This is a first article in a series that will be the heart of this blog for a while. I’m going to introduce RxFlow: a framework of my design implementing Reactive Flow Coordinator within iOS applications. RxFlow is a project supported by the RxSwiftCommunity.
Regarding navigation within an iOS application, two choices are available:
- Use the builtin mechanism provided by Apple and Xcode: storyboard and segues
- Implement a custom mechanism directly in the code
The disadvantage of these two solutions:
- Builtin mechanism: navigation is relatively static and the storyboards are massive. The navigation code pollutes the UIViewControllers
- Custom mechanism: code can be difficult to set up and can be complex depending on the chosen design pattern (Router, Coordinator)
RxFlow aims to:
- Promote the cutting of storyboards into atomic units to enable collaboration and reusability of UIViewControllers
- Allow the presentation of a UIViewController in different ways according to the navigation context
- Ease the implementation of dependency injection
- Remove any navigation mechanism from UIViewControllers
- Promote reactive programing
- Express the navigation in a declarative way while addressing the majority of the navigation cases
- Facilitate the cutting of an application into logical blocks of navigation
From Storyboard to Coordinator pattern
As my experience grew as an iOS developper (as well as an Android or a Web app developer), I constantly faced the same doubts regarding navigation. For all other conception issues, there were plenty of patterns to address common architecture questions and separation of concerns needs (MVC, MVP, MVVM, VIPER, …).

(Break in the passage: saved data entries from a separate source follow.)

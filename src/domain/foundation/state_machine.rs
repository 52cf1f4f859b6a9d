//! State machine trait for status enums.
//!
//! Provides a consistent interface for validating and performing state
//! transitions across entity lifecycle statuses.

use super::ValidationError;

/// Trait for status enums that represent state machines.
///
/// Implementors define which transitions are valid and get validated
/// transition methods for free.
pub trait StateMachine: Sized + Copy + PartialEq + std::fmt::Debug {
    /// Returns true if transition from self to target is valid.
    fn can_transition_to(&self, target: &Self) -> bool;

    /// Returns all valid target states from current state.
    fn valid_transitions(&self) -> Vec<Self>;

    /// Performs transition with validation, returning error if invalid.
    fn transition_to(&self, target: Self) -> Result<Self, ValidationError> {
        if self.can_transition_to(&target) {
            Ok(target)
        } else {
            Err(ValidationError::invalid_format(
                "state_transition",
                format!("Cannot transition from {:?} to {:?}", self, target),
            ))
        }
    }

    /// Checks if current state is terminal (no valid outgoing transitions).
    fn is_terminal(&self) -> bool {
        self.valid_transitions().is_empty()
    }
}
//! Razorpay gateway adapter.
//!
//! Implements the `PaymentGateway` trait against the Razorpay REST API.
//! Calls carry no retry or application-level timeout: a hung upstream call
//! is bounded only by the HTTP client's own socket behavior.

use async_trait::async_trait;
use secrecy::{ExposeSecret, SecretString};
use serde::Deserialize;
use serde_json::json;

use crate::domain::subscription::SubscriptionStatus;
use crate::ports::{
    CreateSubscriptionRequest, GatewayError, GatewaySubscription, PaymentGateway,
    SubscriptionSummary,
};

/// Razorpay API configuration.
#[derive(Clone)]
pub struct RazorpayConfig {
    /// Publishable key id (rzp_test_... or rzp_live_...).
    key_id: String,

    /// Private key secret used for basic auth.
    key_secret: SecretString,

    /// Base URL for the Razorpay API.
    api_base_url: String,
}

impl RazorpayConfig {
    /// Create a new Razorpay configuration.
    pub fn new(key_id: impl Into<String>, key_secret: impl Into<String>) -> Self {
        Self {
            key_id: key_id.into(),
            key_secret: SecretString::new(key_secret.into()),
            api_base_url: "https://api.razorpay.com".to_string(),
        }
    }

    /// Set a custom API base URL (for testing).
    pub fn with_base_url(mut self, url: impl Into<String>) -> Self {
        self.api_base_url = url.into();
        self
    }
}

/// Razorpay gateway adapter.
pub struct RazorpayGatewayAdapter {
    config: RazorpayConfig,
    http_client: reqwest::Client,
}

impl RazorpayGatewayAdapter {
    /// Create a new adapter with the given configuration.
    pub fn new(config: RazorpayConfig) -> Self {
        Self {
            config,
            http_client: reqwest::Client::new(),
        }
    }

    async fn check_status(response: reqwest::Response, op: &str) -> Result<reqwest::Response, GatewayError> {
        let status = response.status();
        if status == reqwest::StatusCode::UNAUTHORIZED {
            return Err(GatewayError::authentication("Invalid gateway credentials"));
        }
        if status == reqwest::StatusCode::NOT_FOUND {
            return Err(GatewayError::not_found("subscription"));
        }
        if !status.is_success() {
            let error_text = response.text().await.unwrap_or_default();
            tracing::error!(op, status = %status, error = %error_text, "gateway call failed");
            return Err(GatewayError::provider(format!(
                "Gateway API error: {}",
                error_text
            )));
        }
        Ok(response)
    }
}

/// Subscription entity as returned by the Razorpay API.
#[derive(Debug, Deserialize)]
struct ApiSubscription {
    #[serde(default)]
    id: String,
    #[serde(default)]
    plan_id: Option<String>,
    status: String,
    #[serde(default)]
    created_at: i64,
}

impl ApiSubscription {
    fn status(&self) -> Result<SubscriptionStatus, GatewayError> {
        parse_status(&self.status)
    }
}

/// Collection envelope for list responses.
#[derive(Debug, Deserialize)]
struct ApiCollection {
    #[serde(default)]
    items: Vec<ApiSubscription>,
}

fn parse_status(raw: &str) -> Result<SubscriptionStatus, GatewayError> {
    match raw {
        "created" => Ok(SubscriptionStatus::Created),
        "authenticated" => Ok(SubscriptionStatus::Authenticated),
        "active" => Ok(SubscriptionStatus::Active),
        "pending" => Ok(SubscriptionStatus::Pending),
        "halted" => Ok(SubscriptionStatus::Halted),
        "cancelled" => Ok(SubscriptionStatus::Cancelled),
        "completed" => Ok(SubscriptionStatus::Completed),
        "expired" => Ok(SubscriptionStatus::Expired),
        other => Err(GatewayError::invalid_response(format!(
            "Unknown subscription status: {}",
            other
        ))),
    }
}

#[async_trait]
impl PaymentGateway for RazorpayGatewayAdapter {
    async fn create_subscription(
        &self,
        request: CreateSubscriptionRequest,
    ) -> Result<GatewaySubscription, GatewayError> {
        let url = format!("{}/v1/subscriptions", self.config.api_base_url);

        let body = json!({
            "plan_id": request.plan_id,
            "total_count": request.total_cycles,
            "customer_notify": if request.notify_customer { 1 } else { 0 },
        });

        let response = self
            .http_client
            .post(&url)
            .basic_auth(
                &self.config.key_id,
                Some(self.config.key_secret.expose_secret()),
            )
            .json(&body)
            .send()
            .await
            .map_err(|e| GatewayError::network(e.to_string()))?;

        let response = Self::check_status(response, "create_subscription").await?;

        let subscription: ApiSubscription = response
            .json()
            .await
            .map_err(|e| GatewayError::invalid_response(format!("Failed to parse response: {}", e)))?;

        if subscription.id.is_empty() {
            return Err(GatewayError::invalid_response(
                "Gateway did not return a subscription id",
            ));
        }

        let status = subscription.status()?;
        Ok(GatewaySubscription {
            id: subscription.id,
            status,
        })
    }

    async fn cancel_subscription(
        &self,
        subscription_id: &str,
    ) -> Result<GatewaySubscription, GatewayError> {
        let url = format!(
            "{}/v1/subscriptions/{}/cancel",
            self.config.api_base_url, subscription_id
        );

        let response = self
            .http_client
            .post(&url)
            .basic_auth(
                &self.config.key_id,
                Some(self.config.key_secret.expose_secret()),
            )
            .json(&json!({}))
            .send()
            .await
            .map_err(|e| GatewayError::network(e.to_string()))?;

        let response = Self::check_status(response, "cancel_subscription").await?;

        let subscription: ApiSubscription = response
            .json()
            .await
            .map_err(|e| GatewayError::invalid_response(format!("Failed to parse response: {}", e)))?;

        let status = subscription.status()?;
        Ok(GatewaySubscription {
            id: subscription.id,
            status,
        })
    }

    async fn list_subscriptions(
        &self,
        count: u32,
    ) -> Result<Vec<SubscriptionSummary>, GatewayError> {
        let url = format!("{}/v1/subscriptions", self.config.api_base_url);

        let response = self
            .http_client
            .get(&url)
            .query(&[("count", count)])
            .basic_auth(
                &self.config.key_id,
                Some(self.config.key_secret.expose_secret()),
            )
            .send()
            .await
            .map_err(|e| GatewayError::network(e.to_string()))?;

        let response = Self::check_status(response, "list_subscriptions").await?;

        let collection: ApiCollection = response
            .json()
            .await
            .map_err(|e| GatewayError::invalid_response(format!("Failed to parse response: {}", e)))?;

        collection
            .items
            .into_iter()
            .map(|item| {
                let status = item.status()?;
                Ok(SubscriptionSummary {
                    id: item.id,
                    plan_id: item.plan_id,
                    status,
                    created_at: item.created_at,
                })
            })
            .collect()
    }
}

#[cfg(test)]
mod tests {
    use super::*;

    #[test]
    fn parse_status_covers_gateway_vocabulary() {
        assert_eq!(parse_status("created").unwrap(), SubscriptionStatus::Created);
        assert_eq!(parse_status("active").unwrap(), SubscriptionStatus::Active);
        assert_eq!(
            parse_status("cancelled").unwrap(),
            SubscriptionStatus::Cancelled
        );
        assert_eq!(parse_status("halted").unwrap(), SubscriptionStatus::Halted);
    }

    #[test]
    fn parse_status_rejects_unknown_values() {
        let err = parse_status("weird").unwrap_err();
        assert!(err.message.contains("weird"));
    }

    #[test]
    fn api_subscription_deserializes_with_missing_optionals() {
        let sub: ApiSubscription =
            serde_json::from_str(r#"{"id":"sub_1","status":"created"}"#).unwrap();
        assert_eq!(sub.id, "sub_1");
        assert!(sub.plan_id.is_none());
        assert_eq!(sub.created_at, 0);
    }

    #[test]
    fn collection_defaults_to_empty_items() {
        let collection: ApiCollection = serde_json::from_str(r#"{"entity":"collection"}"#).unwrap();
        assert!(collection.items.is_empty());
    }
}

But I was torn appart as soon as navigation was to be designed:
- How do I use dependency injection with Storyboards/Segues ?
- How do I control the flow of the application ?
- How do I get rid of the navigation boilerplate code from the UIViewControllers ?
As time went by, my conception of an iOS application went from MVC with one Storyboard, to MVC with multiple Storyboards, to finally reach what we could name one of the nowadays best practices: MVVM with Flow Coordinator. Which is perfectly fine because we can play with dependency injection, UIViewControllers reusibility, testability. I had the chance to apply this pattern to huge and complex applications in production. But in the end, there were still a couple of issues that bothered me:
- I always had to write the Coordinator pattern, again and again,
- there were a lot of delegation patterns used to allow ViewModels to communicate back with Coordinators.
- I began to look at the Redux pattern, especially the navigation state mechanism. We could have a global navigation state, exposed with a RxSwift Observables, and something listening to this state and driving the navigation. The only thing that I found disturbing was the uniqueness of this navigation state, and the uncontroled responsabilities it could have (as well as the massive data it could store)
The idea that the navigation was only the reflexion of a state that could be modified step by step begun to emerge. A state that would be spread within the whole application structure, not stored in a single place, but unified by an observer that could react to it and drive the navigation as a consequence. Later in this article, these little states spreaded in the application are called the Steps and the observer is called the Coordinator.
RxFlow is born from all that experience and addressed the two mains concerns that remained from the traditional; Coordinator pattern:
- the developper must no more write Coordinators, he only has to declare the navigation and the states it react to,
- delegation is not needed anymore, since states are RxSwift Observable observed by the Loom
To learn more about Coordinator pattern, I suggest you take a look at this article: Coordinator Redux.
Although this a very good architecture, the Coordinator pattern has some drawbacks:
- you have to write the coordination mechanism each time you bootstrap an application
- there can be a lot of boilerplate code because of the delegation pattern that allows to communicate with Coordinators
RxFlow is a reactive implementation of the Coordinator pattern. It has all the great features of this architecture, but introduces some improvements:
- makes the navigation more declarative
- provides a built-in Coordinator that handles the navigation flows you’ve declared
- uses reactive programming to address the communication with Coordinators issue
There are 6 terms you have to be familiar with to understand RxFlow:
- Flow: each Flow defines a navigation area within your application. This is the place where you declare the navigation actions (such as presenting a UIViewController or another Flow)
- Step: each Step is a navigation state in your application. Combinaisons of Flows and Steps describe all the possible navigation actions. A Step can even embed inner values (such as Ids, URLs, …) that will be propagated to screens declared in the Flows
- Stepper: it can be anything that can emit Steps. Steppers will be responsible for triggering every navigation actions within the Flows
- Presentable: it is an abstraction of something that can be presented (basically UIViewController and Flow are Presentable). Presentables offer Reactive observables that the Coordinator will subscribe to in order to handle Flow Steps in a UIKit compliant way
- Flowable: it is a simple data structure that combines a Presentable and a stepper. It tells the Coordinator what will be the next thing that will produce new Steps in your Reactive mechanism
- Coordinator: once the developer has defined the suitable combinations of Flows and Steps representing the navigation possibilities, the job of the Coordinator is to mix these combinaisons in a consistent way.
This first article just addresses the conceptual and theoretical aspect of this framework. The following articles will talk about RxFlow from a more technical point of view with code samples.